- What this task involves -
Show every line of the records below that contains the word "made".

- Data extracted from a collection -
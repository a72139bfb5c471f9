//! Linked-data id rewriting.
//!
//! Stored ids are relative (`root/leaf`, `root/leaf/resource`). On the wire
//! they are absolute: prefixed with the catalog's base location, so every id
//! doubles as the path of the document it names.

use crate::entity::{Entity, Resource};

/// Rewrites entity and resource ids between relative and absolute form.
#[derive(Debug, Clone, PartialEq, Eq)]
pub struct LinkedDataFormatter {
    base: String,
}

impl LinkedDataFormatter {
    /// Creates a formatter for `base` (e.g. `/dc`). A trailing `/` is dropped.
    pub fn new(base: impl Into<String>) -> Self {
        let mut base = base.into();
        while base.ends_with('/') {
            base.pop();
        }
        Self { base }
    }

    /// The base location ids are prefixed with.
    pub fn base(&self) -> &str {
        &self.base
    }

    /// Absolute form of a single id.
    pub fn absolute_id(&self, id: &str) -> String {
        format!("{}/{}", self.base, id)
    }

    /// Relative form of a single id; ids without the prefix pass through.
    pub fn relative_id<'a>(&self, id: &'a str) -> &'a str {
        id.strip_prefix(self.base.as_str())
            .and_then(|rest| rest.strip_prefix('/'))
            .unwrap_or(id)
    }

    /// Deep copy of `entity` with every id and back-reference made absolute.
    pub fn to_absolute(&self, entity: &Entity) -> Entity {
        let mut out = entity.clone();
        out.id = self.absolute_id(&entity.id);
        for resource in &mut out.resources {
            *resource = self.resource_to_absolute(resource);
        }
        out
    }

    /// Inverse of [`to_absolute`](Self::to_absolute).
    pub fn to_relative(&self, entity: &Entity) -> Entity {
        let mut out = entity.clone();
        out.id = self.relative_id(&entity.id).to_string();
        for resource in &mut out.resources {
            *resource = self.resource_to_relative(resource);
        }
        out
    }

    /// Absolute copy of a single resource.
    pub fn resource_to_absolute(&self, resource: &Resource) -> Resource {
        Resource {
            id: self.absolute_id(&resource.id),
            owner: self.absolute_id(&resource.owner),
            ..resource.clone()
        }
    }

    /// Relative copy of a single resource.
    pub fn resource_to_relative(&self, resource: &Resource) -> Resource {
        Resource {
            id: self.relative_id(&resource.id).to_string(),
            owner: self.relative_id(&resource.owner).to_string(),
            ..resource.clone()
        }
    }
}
---
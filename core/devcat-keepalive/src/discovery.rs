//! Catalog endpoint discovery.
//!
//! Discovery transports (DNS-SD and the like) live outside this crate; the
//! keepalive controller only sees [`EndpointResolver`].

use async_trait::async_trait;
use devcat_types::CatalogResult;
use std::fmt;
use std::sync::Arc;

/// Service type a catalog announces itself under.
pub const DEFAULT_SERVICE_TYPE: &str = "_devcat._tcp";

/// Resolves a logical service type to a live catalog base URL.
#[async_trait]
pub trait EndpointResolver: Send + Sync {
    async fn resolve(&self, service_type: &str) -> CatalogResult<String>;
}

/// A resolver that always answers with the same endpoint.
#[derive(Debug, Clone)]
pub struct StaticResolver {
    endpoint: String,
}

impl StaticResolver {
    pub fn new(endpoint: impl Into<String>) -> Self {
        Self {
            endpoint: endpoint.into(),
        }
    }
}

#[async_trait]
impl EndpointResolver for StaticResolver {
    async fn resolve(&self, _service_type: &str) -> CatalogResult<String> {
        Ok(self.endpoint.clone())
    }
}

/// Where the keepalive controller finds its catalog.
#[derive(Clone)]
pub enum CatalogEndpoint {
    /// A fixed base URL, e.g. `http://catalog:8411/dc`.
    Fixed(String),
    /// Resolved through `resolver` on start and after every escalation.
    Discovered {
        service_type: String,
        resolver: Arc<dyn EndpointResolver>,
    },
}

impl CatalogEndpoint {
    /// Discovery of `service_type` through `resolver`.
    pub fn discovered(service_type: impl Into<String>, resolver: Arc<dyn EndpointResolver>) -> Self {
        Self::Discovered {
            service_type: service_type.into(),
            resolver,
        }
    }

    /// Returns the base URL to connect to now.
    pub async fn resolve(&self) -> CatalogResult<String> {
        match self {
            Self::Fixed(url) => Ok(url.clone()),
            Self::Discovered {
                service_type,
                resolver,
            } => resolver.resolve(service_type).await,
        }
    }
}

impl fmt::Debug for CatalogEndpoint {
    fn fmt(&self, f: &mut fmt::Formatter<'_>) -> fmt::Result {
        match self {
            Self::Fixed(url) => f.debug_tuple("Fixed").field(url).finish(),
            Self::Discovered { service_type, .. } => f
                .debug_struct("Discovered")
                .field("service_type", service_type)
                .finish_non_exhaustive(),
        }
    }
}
---
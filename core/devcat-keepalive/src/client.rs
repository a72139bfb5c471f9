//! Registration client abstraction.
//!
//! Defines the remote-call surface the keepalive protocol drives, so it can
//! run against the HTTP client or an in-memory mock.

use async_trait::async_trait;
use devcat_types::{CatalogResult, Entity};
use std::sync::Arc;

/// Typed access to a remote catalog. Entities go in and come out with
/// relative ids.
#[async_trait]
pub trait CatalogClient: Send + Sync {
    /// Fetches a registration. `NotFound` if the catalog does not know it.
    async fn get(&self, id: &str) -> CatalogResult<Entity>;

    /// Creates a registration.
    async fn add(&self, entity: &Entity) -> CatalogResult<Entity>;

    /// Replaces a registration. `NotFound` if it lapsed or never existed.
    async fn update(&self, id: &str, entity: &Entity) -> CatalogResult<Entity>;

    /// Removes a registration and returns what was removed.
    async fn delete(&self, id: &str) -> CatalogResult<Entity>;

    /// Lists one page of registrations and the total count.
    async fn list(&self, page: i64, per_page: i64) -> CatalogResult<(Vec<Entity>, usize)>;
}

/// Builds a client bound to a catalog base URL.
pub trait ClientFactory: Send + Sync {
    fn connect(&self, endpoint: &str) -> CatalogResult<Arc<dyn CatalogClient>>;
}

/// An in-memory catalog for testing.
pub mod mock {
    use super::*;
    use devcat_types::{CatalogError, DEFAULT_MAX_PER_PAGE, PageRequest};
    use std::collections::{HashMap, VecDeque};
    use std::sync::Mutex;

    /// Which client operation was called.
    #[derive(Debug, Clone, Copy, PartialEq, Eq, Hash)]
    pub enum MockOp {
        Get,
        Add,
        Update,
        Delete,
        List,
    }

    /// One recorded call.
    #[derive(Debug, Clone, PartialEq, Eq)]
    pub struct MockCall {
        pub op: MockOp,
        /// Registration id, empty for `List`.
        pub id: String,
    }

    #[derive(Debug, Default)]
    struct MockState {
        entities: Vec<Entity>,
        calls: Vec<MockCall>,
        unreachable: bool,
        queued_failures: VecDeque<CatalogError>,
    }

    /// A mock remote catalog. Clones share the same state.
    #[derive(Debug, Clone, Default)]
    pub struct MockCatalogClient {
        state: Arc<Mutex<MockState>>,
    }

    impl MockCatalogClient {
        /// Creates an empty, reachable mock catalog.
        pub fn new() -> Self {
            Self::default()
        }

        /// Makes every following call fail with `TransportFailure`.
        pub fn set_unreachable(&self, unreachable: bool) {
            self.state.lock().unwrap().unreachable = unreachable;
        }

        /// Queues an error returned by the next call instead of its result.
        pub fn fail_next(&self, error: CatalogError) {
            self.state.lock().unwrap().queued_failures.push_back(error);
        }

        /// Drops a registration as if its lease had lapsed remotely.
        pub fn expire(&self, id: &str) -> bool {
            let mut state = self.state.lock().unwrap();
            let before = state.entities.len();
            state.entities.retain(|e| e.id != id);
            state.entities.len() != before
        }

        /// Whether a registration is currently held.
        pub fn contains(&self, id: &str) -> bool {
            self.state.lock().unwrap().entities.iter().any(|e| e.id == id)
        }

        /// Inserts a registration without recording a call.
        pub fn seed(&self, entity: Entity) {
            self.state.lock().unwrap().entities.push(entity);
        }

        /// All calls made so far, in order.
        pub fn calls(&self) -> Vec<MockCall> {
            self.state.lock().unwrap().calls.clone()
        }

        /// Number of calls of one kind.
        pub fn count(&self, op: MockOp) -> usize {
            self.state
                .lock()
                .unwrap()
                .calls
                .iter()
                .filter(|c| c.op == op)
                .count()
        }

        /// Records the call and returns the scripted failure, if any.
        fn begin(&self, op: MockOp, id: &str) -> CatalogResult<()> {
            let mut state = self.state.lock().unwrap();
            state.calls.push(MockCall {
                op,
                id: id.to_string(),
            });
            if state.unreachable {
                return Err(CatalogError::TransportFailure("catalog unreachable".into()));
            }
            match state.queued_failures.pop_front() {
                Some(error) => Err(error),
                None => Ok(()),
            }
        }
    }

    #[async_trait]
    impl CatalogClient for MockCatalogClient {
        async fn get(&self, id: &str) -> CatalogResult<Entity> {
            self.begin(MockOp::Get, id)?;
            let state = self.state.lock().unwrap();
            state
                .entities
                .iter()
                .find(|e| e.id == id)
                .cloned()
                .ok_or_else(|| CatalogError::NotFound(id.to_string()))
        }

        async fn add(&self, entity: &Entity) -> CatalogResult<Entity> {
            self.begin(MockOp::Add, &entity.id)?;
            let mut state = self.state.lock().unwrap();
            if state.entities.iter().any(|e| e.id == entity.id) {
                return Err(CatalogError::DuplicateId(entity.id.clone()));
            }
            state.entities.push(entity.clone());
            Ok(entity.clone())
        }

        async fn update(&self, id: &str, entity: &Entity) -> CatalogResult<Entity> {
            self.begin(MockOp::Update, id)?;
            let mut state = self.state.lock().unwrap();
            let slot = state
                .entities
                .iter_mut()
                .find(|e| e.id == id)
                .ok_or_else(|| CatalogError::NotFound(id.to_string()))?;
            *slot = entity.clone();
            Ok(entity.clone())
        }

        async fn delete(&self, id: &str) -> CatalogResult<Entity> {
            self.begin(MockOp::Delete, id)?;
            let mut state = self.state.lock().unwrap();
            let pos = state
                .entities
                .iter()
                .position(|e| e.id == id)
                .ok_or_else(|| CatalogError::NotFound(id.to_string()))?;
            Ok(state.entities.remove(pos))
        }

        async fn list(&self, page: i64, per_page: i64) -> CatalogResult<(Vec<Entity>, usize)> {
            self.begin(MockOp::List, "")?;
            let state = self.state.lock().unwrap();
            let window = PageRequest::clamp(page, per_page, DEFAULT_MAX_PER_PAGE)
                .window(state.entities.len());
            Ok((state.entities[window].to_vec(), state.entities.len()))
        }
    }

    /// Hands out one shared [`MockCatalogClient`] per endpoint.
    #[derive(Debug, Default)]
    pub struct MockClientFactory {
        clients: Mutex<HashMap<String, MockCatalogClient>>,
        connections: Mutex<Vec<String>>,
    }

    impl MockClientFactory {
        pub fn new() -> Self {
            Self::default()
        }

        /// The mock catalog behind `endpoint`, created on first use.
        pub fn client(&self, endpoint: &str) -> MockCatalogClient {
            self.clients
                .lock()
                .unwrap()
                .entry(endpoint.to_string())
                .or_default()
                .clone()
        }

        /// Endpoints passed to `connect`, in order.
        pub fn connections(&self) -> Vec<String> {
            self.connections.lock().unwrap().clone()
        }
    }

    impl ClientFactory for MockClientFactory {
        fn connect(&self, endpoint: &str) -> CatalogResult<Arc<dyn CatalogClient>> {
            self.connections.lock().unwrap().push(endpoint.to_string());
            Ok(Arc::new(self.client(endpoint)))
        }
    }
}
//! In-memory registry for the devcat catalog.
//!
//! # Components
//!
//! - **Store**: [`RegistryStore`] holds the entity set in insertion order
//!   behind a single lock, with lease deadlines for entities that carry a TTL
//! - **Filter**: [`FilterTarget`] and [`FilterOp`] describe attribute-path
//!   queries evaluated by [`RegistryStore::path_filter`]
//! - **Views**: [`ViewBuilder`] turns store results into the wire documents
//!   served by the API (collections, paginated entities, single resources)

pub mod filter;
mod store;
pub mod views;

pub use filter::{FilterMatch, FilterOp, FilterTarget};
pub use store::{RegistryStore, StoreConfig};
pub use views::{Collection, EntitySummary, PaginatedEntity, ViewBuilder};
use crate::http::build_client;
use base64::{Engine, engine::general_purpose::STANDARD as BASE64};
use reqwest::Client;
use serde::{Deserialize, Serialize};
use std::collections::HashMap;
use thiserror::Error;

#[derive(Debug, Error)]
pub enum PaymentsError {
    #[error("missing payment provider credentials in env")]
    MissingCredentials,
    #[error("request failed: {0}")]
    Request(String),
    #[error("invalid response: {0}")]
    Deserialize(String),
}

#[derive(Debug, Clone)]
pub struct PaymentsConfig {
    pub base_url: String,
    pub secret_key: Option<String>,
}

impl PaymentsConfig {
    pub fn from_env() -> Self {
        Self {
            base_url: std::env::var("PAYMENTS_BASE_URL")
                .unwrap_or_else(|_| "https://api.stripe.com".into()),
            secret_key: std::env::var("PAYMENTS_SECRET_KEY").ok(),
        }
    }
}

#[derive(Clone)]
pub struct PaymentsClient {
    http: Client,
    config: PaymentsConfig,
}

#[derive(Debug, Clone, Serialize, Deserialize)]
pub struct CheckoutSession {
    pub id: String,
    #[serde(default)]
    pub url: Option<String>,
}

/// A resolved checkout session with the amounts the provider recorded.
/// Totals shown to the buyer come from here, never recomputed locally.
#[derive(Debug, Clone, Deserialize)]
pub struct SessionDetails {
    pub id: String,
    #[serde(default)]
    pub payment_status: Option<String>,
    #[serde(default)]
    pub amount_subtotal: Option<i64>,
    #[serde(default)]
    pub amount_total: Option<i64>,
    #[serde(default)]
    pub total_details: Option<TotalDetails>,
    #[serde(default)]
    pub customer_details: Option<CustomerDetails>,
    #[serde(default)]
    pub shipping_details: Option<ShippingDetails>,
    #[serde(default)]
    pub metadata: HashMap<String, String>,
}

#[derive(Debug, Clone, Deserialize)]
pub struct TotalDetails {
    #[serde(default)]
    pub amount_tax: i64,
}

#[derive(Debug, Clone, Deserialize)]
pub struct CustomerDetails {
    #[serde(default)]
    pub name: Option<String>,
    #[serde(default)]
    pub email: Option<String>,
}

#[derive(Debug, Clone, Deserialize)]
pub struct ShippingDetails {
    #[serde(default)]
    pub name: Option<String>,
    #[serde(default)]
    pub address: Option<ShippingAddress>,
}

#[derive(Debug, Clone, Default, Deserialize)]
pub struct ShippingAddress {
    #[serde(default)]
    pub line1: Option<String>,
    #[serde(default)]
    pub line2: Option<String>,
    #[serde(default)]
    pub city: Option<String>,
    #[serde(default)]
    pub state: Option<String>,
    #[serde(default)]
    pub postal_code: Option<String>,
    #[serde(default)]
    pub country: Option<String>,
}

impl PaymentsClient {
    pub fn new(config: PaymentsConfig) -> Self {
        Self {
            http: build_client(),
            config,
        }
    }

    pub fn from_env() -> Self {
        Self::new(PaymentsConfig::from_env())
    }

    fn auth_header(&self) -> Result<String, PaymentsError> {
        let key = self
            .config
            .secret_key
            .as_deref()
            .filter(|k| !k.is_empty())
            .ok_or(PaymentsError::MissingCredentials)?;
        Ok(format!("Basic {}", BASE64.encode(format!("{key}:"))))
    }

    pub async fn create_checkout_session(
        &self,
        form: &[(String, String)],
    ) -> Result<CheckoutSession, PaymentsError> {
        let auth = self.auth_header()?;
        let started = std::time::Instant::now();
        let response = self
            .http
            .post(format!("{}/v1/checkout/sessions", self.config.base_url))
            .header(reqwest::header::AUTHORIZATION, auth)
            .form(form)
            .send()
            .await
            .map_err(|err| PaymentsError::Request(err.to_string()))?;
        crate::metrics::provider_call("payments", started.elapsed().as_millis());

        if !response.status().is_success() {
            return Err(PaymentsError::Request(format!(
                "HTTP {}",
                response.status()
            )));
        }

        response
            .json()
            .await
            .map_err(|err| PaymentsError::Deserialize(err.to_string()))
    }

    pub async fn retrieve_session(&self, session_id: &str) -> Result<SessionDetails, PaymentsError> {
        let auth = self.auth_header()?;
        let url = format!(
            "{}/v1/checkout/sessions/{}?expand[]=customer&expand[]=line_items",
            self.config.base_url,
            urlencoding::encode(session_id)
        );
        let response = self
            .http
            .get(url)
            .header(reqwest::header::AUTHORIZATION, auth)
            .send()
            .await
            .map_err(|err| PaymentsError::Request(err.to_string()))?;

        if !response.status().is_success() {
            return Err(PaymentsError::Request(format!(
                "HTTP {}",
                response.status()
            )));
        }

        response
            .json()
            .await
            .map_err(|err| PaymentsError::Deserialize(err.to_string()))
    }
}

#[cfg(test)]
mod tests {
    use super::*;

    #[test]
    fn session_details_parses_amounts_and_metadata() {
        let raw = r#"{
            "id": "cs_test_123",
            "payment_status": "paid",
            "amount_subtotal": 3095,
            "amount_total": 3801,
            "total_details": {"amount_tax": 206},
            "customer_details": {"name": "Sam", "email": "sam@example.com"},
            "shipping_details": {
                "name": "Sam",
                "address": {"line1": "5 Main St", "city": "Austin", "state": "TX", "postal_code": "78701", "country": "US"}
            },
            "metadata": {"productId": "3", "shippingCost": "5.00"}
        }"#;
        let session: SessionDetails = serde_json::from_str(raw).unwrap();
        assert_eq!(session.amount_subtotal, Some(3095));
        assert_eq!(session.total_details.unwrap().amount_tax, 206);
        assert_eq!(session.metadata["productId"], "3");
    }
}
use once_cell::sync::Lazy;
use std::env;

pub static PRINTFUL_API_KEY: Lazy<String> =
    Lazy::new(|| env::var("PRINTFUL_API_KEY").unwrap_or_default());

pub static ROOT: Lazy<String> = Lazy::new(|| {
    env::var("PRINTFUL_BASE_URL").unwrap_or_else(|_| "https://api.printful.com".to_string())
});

- Result of this task -
    /// Deep copy of `entity` with every id and back-reference made absolute.
        /// All calls made so far, in order.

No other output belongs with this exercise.